Professor Bill George of Harvard Business School and a director at Goldman Sachs and ExxonMobil gave the opening lecture. He praised Federal Reserve Chairman Bernanke and Treasury Secretary Paulson as great leaders who stepped up in a time of crisis. He also mentioned unemployment as our most pressing problem, citing 25 million people or 17% of the workforce as unemployed. He said that Goldman decided to get out of the sub-prime market in Q1 2007 due to $70 million in losses.
Jack Welch former CEO of GE could not make the forum due to illness but Bill Conaty who spent 40 years in Human Resources at GE said that great leaders develop great succession plans and are not intimidated by star underlings.
Patrick Lencioni, teamwork guru, said that management, like parenting, is simple conceptually. The challenge is to repeat it day after day. He insisted that to be successful, companies have to be smart as well as healthy (i.e. not dysfunctional).
David Rubenstein co-founder of The Carlyle Group, one of the world's largest Private Equity funds, said that we should get used to knowing our children better as they will likely move in with us after college. He compared our financial environment to the aftermath of a severe hurricane. We now have a mess consisting of debt, deficit, impending inflation, taxes, unemployment, declining dollar and energy concerns. We should expect 7-8% unemployment as as opposed to 4-5% and 1-2% GDP growth as opposed to 3-4%.

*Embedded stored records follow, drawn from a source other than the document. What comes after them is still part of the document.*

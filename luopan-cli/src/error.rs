//! CLI error type.

use std::fmt;

use luopan::config::ConfigError;
use luopan::life_circle::ActivationError;
use luopan::logging::LoggingError;
use luopan::search::SearchError;

/// Errors surfaced to the user by CLI commands.
#[derive(Debug)]
pub enum CliError {
    /// Configuration problem described in user terms.
    Config(String),
    /// Loading or saving the configuration file failed.
    ConfigFile(ConfigError),
    Logging(LoggingError),
    Search(SearchError),
    /// The user interrupted a running search.
    Cancelled,
    LifeCircle(ActivationError),
    /// A command-line argument was well-formed but unusable.
    InvalidArgument(String),
    /// Serializing `--json` output failed.
    Output(serde_json::Error),
    /// Starting the async runtime failed.
    Runtime(std::io::Error),
}

impl fmt::Display for CliError {
    fn fmt(&self, f: &mut fmt::Formatter<'_>) -> fmt::Result {
        match self {
            CliError::Config(msg) => write!(f, "Configuration error: {}", msg),
            CliError::ConfigFile(e) => write!(f, "Configuration error: {}", e),
            CliError::Logging(e) => write!(f, "Logging error: {}", e),
            CliError::Search(e) => write!(f, "Search failed: {}", e),
            CliError::Cancelled => write!(f, "Search cancelled"),
            CliError::LifeCircle(e) => write!(f, "Cannot activate life circle: {}", e),
            CliError::InvalidArgument(msg) => write!(f, "Invalid argument: {}", msg),
            CliError::Output(e) => write!(f, "Failed to write output: {}", e),
            CliError::Runtime(e) => write!(f, "Failed to start runtime: {}", e),
        }
    }
}

impl std::error::Error for CliError {
    fn source(&self) -> Option<&(dyn std::error::Error + 'static)> {
        match self {
            CliError::ConfigFile(e) => Some(e),
            CliError::Logging(e) => Some(e),
            CliError::Search(e) => Some(e),
            CliError::LifeCircle(e) => Some(e),
            CliError::Output(e) => Some(e),
            CliError::Runtime(e) => Some(e),
            CliError::Config(_) | CliError::InvalidArgument(_) | CliError::Cancelled => None,
        }
    }
}

impl From<ConfigError> for CliError {
    fn from(e: ConfigError) -> Self {
        CliError::ConfigFile(e)
    }
}

impl From<LoggingError> for CliError {
    fn from(e: LoggingError) -> Self {
        CliError::Logging(e)
    }
}

impl From<SearchError> for CliError {
    fn from(e: SearchError) -> Self {
        match e {
            // Only Ctrl+C cancels a CLI search; nothing else supersedes it
            SearchError::Superseded => CliError::Cancelled,
            other => CliError::Search(other),
        }
    }
}

impl From<ActivationError> for CliError {
    fn from(e: ActivationError) -> Self {
        CliError::LifeCircle(e)
    }
}

impl From<serde_json::Error> for CliError {
    fn from(e: serde_json::Error) -> Self {
        CliError::Output(e)
    }
}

Economist Jeffery Sachs Director of the Earth Institute gave a painful lecture about global economics, pointing out that the "world is bursting at the seems." With 7 billion people in the world and a $70 trillion world economy, we are living in an unsustainable situation. major problems include carbon emissions, water resources, energy (oil) and land usage. He said that unfortunately policy is still being formed behind closed doors by special interest groups.
T. Boone Pickens gave his pitch for energy independence by using natural gas for automobiles.
Kevin Roberts CEO of Saatchi & Saatchi spoke about the death of brands and the birth of "lovemarks" which call for "loyalty beyond reason." We are moving in a "participation economy" (word of mouth turbo-charged by social networking) where the only two questions that count are:
1) Do I want to see it again?
2) Do I want to share it?
George Lucas said that in his youth he was and wanted to be a race car driver and fell into movie-making accidentally after a car accident. He defined art as an emotional connection always involving technology (where voice and dance involve the least technology while movie-making involves the most) and said that our goal is to create knowledge and pass it to the next generation.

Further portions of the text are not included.